[[ Task input, beginning ]]

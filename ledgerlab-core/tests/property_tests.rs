//! Property tests for pipeline invariants.
//!
//! Uses proptest to verify:
//! 1. Dedup idempotence and row count = distinct keys + header
//! 2. Header re-quoting yields exactly one pair of quotes per token
//! 3. Running total recurrence in built ledgers
//! 4. Sorter output is ordered and its totals are prefix sums
//! 5. Router append safety across partitions

use ledgerlab_core::aggregate::dedup::row_key;
use ledgerlab_core::aggregate::{dedup_rows, requote_header};
use ledgerlab_core::codec::{HeaderMap, TraderIdColumn, LEDGER_HEADER, RAW_TRADE_HEADER};
use ledgerlab_core::ledger::{sort_lines, Direction, LedgerBuilder};
use ledgerlab_core::router::TradeRouter;
use proptest::prelude::*;
use std::collections::{BTreeSet, HashSet};
use std::io::Cursor;

// ── Strategies (proptest) ────────────────────────────────────────────

fn arb_summary_row() -> impl Strategy<Value = (u8, u8, u8)> {
    (0u8..3, 0u8..3, 0u8..50)
}

fn arb_trade() -> impl Strategy<Value = (usize, i64, i64, i64)> {
    // (trader index, placed epoch secs, filled, exit)
    (0usize..3, 0i64..2_000_000_000, 0i64..10_000, 0i64..10_000)
}

fn arb_direction() -> impl Strategy<Value = Direction> {
    prop_oneof![Just(Direction::Long), Just(Direction::Short)]
}

const TRADERS: [&str; 3] = ["t0", "t1", "t2"];

fn raw_line(trader: &str, placed: i64, filled: i64, exit: i64) -> String {
    format!("1,{trader},0,1,1,1,1,{placed},0,0,LIMIT,{filled},{exit},1")
}

// ── 1. Dedup ─────────────────────────────────────────────────────────

proptest! {
    /// Output rows = distinct keys, plus one header line.
    #[test]
    fn dedup_keeps_one_row_per_key(rows in prop::collection::vec(arb_summary_row(), 0..40)) {
        let mut input = String::from("stop,limit,profit\n");
        for (s, l, p) in &rows {
            input.push_str(&format!("{s},{l},{p}\n"));
        }
        let out = dedup_rows(&input, &["stop", "limit"]);

        let distinct: HashSet<(u8, u8)> = rows.iter().map(|(s, l, _)| (*s, *l)).collect();
        prop_assert_eq!(out.content.lines().count(), distinct.len() + 1);
        prop_assert_eq!(out.rows_kept, distinct.len());
        prop_assert_eq!(out.duplicates_removed, rows.len() - distinct.len());
    }

    /// Deduplicating an already deduplicated row-set changes nothing.
    #[test]
    fn dedup_is_idempotent(rows in prop::collection::vec(arb_summary_row(), 0..40)) {
        let mut input = String::from("\"stop\", limit ,profit\n");
        for (s, l, p) in &rows {
            input.push_str(&format!("{s},{l},{p}\n"));
        }
        let once = dedup_rows(&input, &["stop", "limit"]);
        let twice = dedup_rows(&once.content, &["stop", "limit"]);
        prop_assert_eq!(&once.content, &twice.content);
        prop_assert_eq!(twice.duplicates_removed, 0);
    }

    /// Re-quoting wraps each cleaned token in exactly one pair of quotes.
    #[test]
    fn requoted_tokens_have_one_quote_pair(
        tokens in prop::collection::vec("[a-z]{1,8}", 1..8),
        quoted in any::<bool>(),
    ) {
        let header = tokens
            .iter()
            .map(|t| if quoted { format!("\"{t}\"") } else { format!(" {t} ") })
            .collect::<Vec<_>>()
            .join(",");
        let requoted = requote_header(&header);
        for (token, expected) in requoted.split(',').zip(&tokens) {
            prop_assert_eq!(token, format!("\"{expected}\""));
        }
        prop_assert_eq!(requote_header(&requoted), requoted);
    }
}

// ── 2. Ledger running totals ─────────────────────────────────────────

proptest! {
    /// running_total[0] = tick[0]; running_total[i] = running_total[i-1] + tick[i].
    #[test]
    fn running_total_recurrence(
        trades in prop::collection::vec(arb_trade(), 1..30),
        direction in arb_direction(),
    ) {
        let header = HeaderMap::parse(RAW_TRADE_HEADER);
        let mut builder = LedgerBuilder::new(&header, direction).unwrap();
        for t in TRADERS {
            builder.add_sink(t, Vec::new()).unwrap();
        }
        for (trader, placed, filled, exit) in &trades {
            builder.process_line(&raw_line(TRADERS[*trader], *placed, *filled, *exit));
        }
        let summary = builder.finish();
        prop_assert_eq!(summary.lines_written as usize, trades.len());

        for (trader, bytes) in builder.into_writers() {
            let text = String::from_utf8(bytes).unwrap();
            let mut lines = text.lines();
            prop_assert_eq!(lines.next(), Some(LEDGER_HEADER));
            let mut prev = 0i64;
            for line in lines {
                let fields: Vec<&str> = line.split(',').collect();
                let filled: i64 = fields[1].parse().unwrap();
                let exit: i64 = fields[2].parse().unwrap();
                let tick: i64 = fields[3].parse().unwrap();
                let running: i64 = fields[4].parse().unwrap();
                prop_assert_eq!(tick, (exit - filled) * direction.sign());
                prop_assert_eq!(running, prev + tick);
                prev = running;
            }
            prop_assert_eq!(summary.totals[&trader], prev);
        }
    }
}

// ── 3. Sorter ────────────────────────────────────────────────────────

proptest! {
    /// Sorted rows are ordered by time and totals are prefix sums of profit.
    #[test]
    fn sorter_orders_and_recomputes(rows in prop::collection::vec((0u32..500, -100i64..100), 0..40)) {
        let lines: Vec<String> = rows
            .iter()
            .map(|(t, p)| format!("2020-01-01 {:02}:{:02}:00,1,1,{p},999,S", t / 60 % 24, t % 60))
            .collect();
        let sorted = sort_lines(LEDGER_HEADER, &lines).unwrap();
        prop_assert_eq!(sorted.len(), lines.len());

        let mut prev_time = String::new();
        let mut running = 0i64;
        for line in &sorted {
            let fields: Vec<&str> = line.split(',').collect();
            prop_assert!(fields[0] >= prev_time.as_str());
            prev_time = fields[0].to_string();
            running += fields[3].parse::<i64>().unwrap();
            prop_assert_eq!(fields[4].parse::<i64>().unwrap(), running);
        }
    }
}

// ── 4. Router append safety ──────────────────────────────────────────

proptest! {
    #![proptest_config(ProptestConfig::with_cases(32))]

    /// Every matching line of every partition ends up in its trader file, in
    /// partition order then line order.
    #[test]
    fn router_appends_across_partitions(
        partitions in prop::collection::vec(prop::collection::vec(arb_trade(), 0..10), 1..5),
    ) {
        let dir = tempfile::tempdir().unwrap();
        let ids: BTreeSet<String> = TRADERS[..2].iter().map(|s| s.to_string()).collect();
        let router = TradeRouter::new(ids, dir.path(), TraderIdColumn::Combined);

        let mut expected: Vec<Vec<String>> = vec![Vec::new(); TRADERS.len()];
        for partition in &partitions {
            let mut body = format!("{RAW_TRADE_HEADER}\n");
            for (trader, placed, filled, exit) in partition {
                let line = raw_line(TRADERS[*trader], *placed, *filled, *exit);
                body.push_str(&line);
                body.push('\n');
                expected[*trader].push(line);
            }
            router.route(Cursor::new(body)).unwrap();
        }

        for (i, trader) in TRADERS.iter().enumerate() {
            let path = dir.path().join(format!("{trader}.csv"));
            if i == 2 || expected[i].is_empty() {
                prop_assert!(!path.exists());
                continue;
            }
            let text = std::fs::read_to_string(&path).unwrap();
            let got: Vec<&str> = text.lines().collect();
            prop_assert_eq!(got, expected[i].iter().map(String::as_str).collect::<Vec<_>>());
        }
    }
}

#[test]
fn row_key_skips_out_of_range_columns() {
    assert_eq!(row_key(&["a", " b ", "c"], &[1, 7, 0]), "b|a|");
}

[[ Task input, end ]]

Task prompt
Could you set down, exactly as written, the lines above between the one holding "prop_assert!(!path.exists());" and the one holding "let got: Vec<&str>", inclusive, and nothing more?

Task solution
                prop_assert!(!path.exists());
                continue;
            }
            let text = std::fs::read_to_string(&path).unwrap();
            let got: Vec<&str> = text.lines().collect();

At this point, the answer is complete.